Mes choix de lecture étaient bien souvent d’ordre politique ou, plus exactement, de réaction.Jean Bourdier, avec qui j’ai longtemps travaillé, guida mes choix qui allèrent de la découverte des « Hussards » (ah, « Un singe en hiver » et « Monsieur Jadis » de Blondin – mais surtout « L’Europe buissonnière » – ah, Jacques Laurent pour « Les bêtises » mais surtout pour « Les corps tranquilles » qui est un monument du XXe siècle et un « livre-tuteur », c’est-à-dire une de ces œuvres que chaque écrivain lit et relit pendant qu’il écrit car il s ‘y trouve conforté et enrichi), à celle de la découverte des humoristes anglo-saxons tels que Wodehouse, Saki et Evelyn Waugh pour qui j’ai une tendresse toute particulière à cause de son roman « Scoop ». Je reviens à Cécil Saint-Laurent qui est, on le sait, le double léger de Jacques Laurent parce que je crois que lui aussi a conditionné mon écriture : c’est en pensant fortement à lui (et en particulier au remarquable « Hortense 14-18 » où l’auteur se livre à un époustouflant pastiche de Proust) que j’ai entamé la rédaction du « Grand Sud » où passent aussi les quatre ombres pugnaces des « Trois mousquetaires », qui m’est un livre de chevet. J’ai moins de goût pour « Caroline Chérie », mais une bonne affection pour sa « Communarde ».

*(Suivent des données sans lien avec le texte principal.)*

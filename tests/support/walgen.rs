//! Synthetic WAL for tests: heap-like records laid out over pages and
//! segments the way the server writes them.
#![allow(dead_code)]

use pgdelta::walparser::{BlockLocation, WAL_PAGE_SIZE};

pub const PAGE_MAGIC_PG16: u16 = 0xD113;
pub const PAGE_MAGIC_PG14: u16 = 0xD10D;

const XLP_FIRST_IS_CONTRECORD: u16 = 0x0001;
const XLP_LONG_HEADER: u16 = 0x0002;
const SHORT_HEADER_LEN: usize = 24;
const LONG_HEADER_LEN: usize = 40;
const RM_HEAP_ID: u8 = 10;
const WAL_SEGMENT_SIZE: u64 = 16 * 1024 * 1024;

fn align8(n: usize) -> usize {
    (n + 7) & !7
}

/// A record touching `blocks` (each carrying 4 bytes of block data) with
/// `main_data` appended. Consecutive blocks of one relation use the
/// same-relation shortcut.
pub fn heap_record(blocks: &[BlockLocation], main_data: &[u8]) -> Vec<u8> {
    let mut headers = Vec::new();
    let mut payloads = Vec::new();
    let mut previous = None;
    for (id, block) in blocks.iter().enumerate() {
        let same_rel = previous == Some(block.rel);
        let flags = 0x20 | if same_rel { 0x80 } else { 0 };
        headers.push(id as u8);
        headers.push(flags);
        headers.extend_from_slice(&4u16.to_le_bytes());
        if !same_rel {
            headers.extend_from_slice(&block.rel.spc_node.to_le_bytes());
            headers.extend_from_slice(&block.rel.db_node.to_le_bytes());
            headers.extend_from_slice(&block.rel.rel_node.to_le_bytes());
        }
        headers.extend_from_slice(&block.block_no.to_le_bytes());
        payloads.extend_from_slice(&[0xB0 | id as u8; 4]);
        previous = Some(block.rel);
    }
    if !main_data.is_empty() {
        if main_data.len() <= u8::MAX as usize {
            headers.push(255);
            headers.push(main_data.len() as u8);
        } else {
            headers.push(254);
            headers.extend_from_slice(&(main_data.len() as u32).to_le_bytes());
        }
    }

    let total = 24 + headers.len() + payloads.len() + main_data.len();
    let mut record = Vec::with_capacity(total);
    record.extend_from_slice(&(total as u32).to_le_bytes());
    record.extend_from_slice(&42u32.to_le_bytes());
    record.extend_from_slice(&0u64.to_le_bytes());
    record.push(0);
    record.push(RM_HEAP_ID);
    record.extend_from_slice(&[0, 0]);
    record.extend_from_slice(&0u32.to_le_bytes());
    record.extend_from_slice(&headers);
    record.extend_from_slice(&payloads);
    record.extend_from_slice(main_data);
    record
}

/// An `XLOG_SWITCH` record: nothing after it in the segment is WAL.
pub fn switch_record() -> Vec<u8> {
    let mut record = Vec::with_capacity(24);
    record.extend_from_slice(&24u32.to_le_bytes());
    record.extend_from_slice(&0u32.to_le_bytes());
    record.extend_from_slice(&0u64.to_le_bytes());
    record.push(0x40);
    record.push(0);
    record.extend_from_slice(&[0, 0]);
    record.extend_from_slice(&0u32.to_le_bytes());
    record
}

/// Writes consecutive segments of one timeline. A record that doesn't fit
/// into a segment continues in the next one.
pub struct WalStream {
    pub timeline: u32,
    pub segment: u64,
    pub pages_per_segment: usize,
    pub magic: u16,
    pending: Vec<u8>,
}

impl WalStream {
    pub fn new(timeline: u32, first_segment: u64, pages_per_segment: usize) -> Self {
        Self {
            timeline,
            segment: first_segment,
            pages_per_segment,
            magic: PAGE_MAGIC_PG16,
            pending: Vec::new(),
        }
    }

    /// Bytes of the record still to be written into the next segment.
    pub fn pending(&self) -> &[u8] {
        &self.pending
    }

    /// Lay out the continuation of the previous segment and then `records`.
    /// Only the last record may overflow into the next segment.
    pub fn segment(&mut self, records: &[Vec<u8>]) -> Vec<u8> {
        let mut out = vec![0u8; self.pages_per_segment * WAL_PAGE_SIZE];
        let mut queue = records.iter();
        let mut current: Option<(Vec<u8>, usize)> = if self.pending.is_empty() {
            None
        } else {
            Some((std::mem::take(&mut self.pending), 0))
        };
        let mut exhausted = false;

        for page_no in 0..self.pages_per_segment {
            if current.is_none() && exhausted {
                break;
            }
            let page = &mut out[page_no * WAL_PAGE_SIZE..(page_no + 1) * WAL_PAGE_SIZE];
            let mut info = if page_no == 0 { XLP_LONG_HEADER } else { 0 };
            let rem = current.as_ref().map_or(0, |(data, pos)| data.len() - pos);
            if rem > 0 {
                info |= XLP_FIRST_IS_CONTRECORD;
            }
            let address = self.segment * WAL_SEGMENT_SIZE + (page_no * WAL_PAGE_SIZE) as u64;
            page[0..2].copy_from_slice(&self.magic.to_le_bytes());
            page[2..4].copy_from_slice(&info.to_le_bytes());
            page[4..8].copy_from_slice(&self.timeline.to_le_bytes());
            page[8..16].copy_from_slice(&address.to_le_bytes());
            page[16..20].copy_from_slice(&(rem as u32).to_le_bytes());
            let mut at = if page_no == 0 {
                page[24..32].copy_from_slice(&7_000_000_000_000_000_001u64.to_le_bytes());
                page[32..36].copy_from_slice(&(WAL_SEGMENT_SIZE as u32).to_le_bytes());
                page[36..40].copy_from_slice(&(WAL_PAGE_SIZE as u32).to_le_bytes());
                LONG_HEADER_LEN
            } else {
                SHORT_HEADER_LEN
            };

            loop {
                at = align8(at);
                if at >= WAL_PAGE_SIZE {
                    break;
                }
                if current.is_none() {
                    match queue.next() {
                        Some(record) => current = Some((record.clone(), 0)),
                        None => {
                            exhausted = true;
                            break;
                        }
                    }
                }
                let Some((data, pos)) = current.as_mut() else {
                    break;
                };
                let n = (data.len() - *pos).min(WAL_PAGE_SIZE - at);
                page[at..at + n].copy_from_slice(&data[*pos..*pos + n]);
                *pos += n;
                at += n;
                if *pos == data.len() {
                    current = None;
                } else {
                    break;
                }
            }
        }

        if let Some((data, pos)) = current {
            self.pending = data[pos..].to_vec();
        }
        assert!(queue.next().is_none(), "records left over after segment {:X}", self.segment);
        self.segment += 1;
        out
    }

    /// Name of the segment the next call to [`WalStream::segment`] writes.
    pub fn next_name(&self) -> String {
        pgdelta::wal::WalSegmentNo(self.segment).filename(self.timeline)
    }
}

pub fn loc(rel_node: u32, block_no: u32) -> BlockLocation {
    BlockLocation::new(1663, 5, rel_node, block_no)
}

Sorti de ma période célinienne dont, avec le temps, je m’étais rendu compte qu’il n’était qu’un génial mécano des Lettres mais qu’il n’avait en définitive pas grand-chose à dire, je sentais bien que j’avais besoin d’un papa de remplacement : ce fut Vladimir Nabokov dont, comme tout adolescent, j’avais lu « Lolita » en espérant y trouver des scènes graveleuses et que je repris plus tard pour découvrir qu’il s’agissait en fait d’une étonnante quête du Graal en même temps qu’un très malicieux voyage initiatique. Mais ce fut avec « Ada » que je compris que j’avais trouvé mon Maître. Dans ce gros roman fascinant, Nabokov, aristocrate slave d’un élitisme farouche, se donne le luxe d’écrire cinquante pages d’entrée propres – il l’avoue au détour d’une phrase – à décourager les imbéciles d’y entrer. Puis, se frottant les mains de jubilation, Nabokov nous annonce que maintenant que nous sommes entre nous, on va pouvoir y aller. C’est d’une insolence et d’un courage inouïs.
Là aussi, comme pour Céline, j’ai TOUT lu de Nabokov, mais à la différence du premier, dont j’ai revendu les œuvres complètes (dont quelques belles éditions originales) et toutes les études parues sur lui afin de payer mon voyage en Nouvelle-Calédonie (par la même occasion, j’avais aussi fourgué les quelque 1 500 volumes de la Série Noire qui s’empoussiéraient dans mon appartement parisien), j’ai gardé mes Nabokov que je relis chaque année.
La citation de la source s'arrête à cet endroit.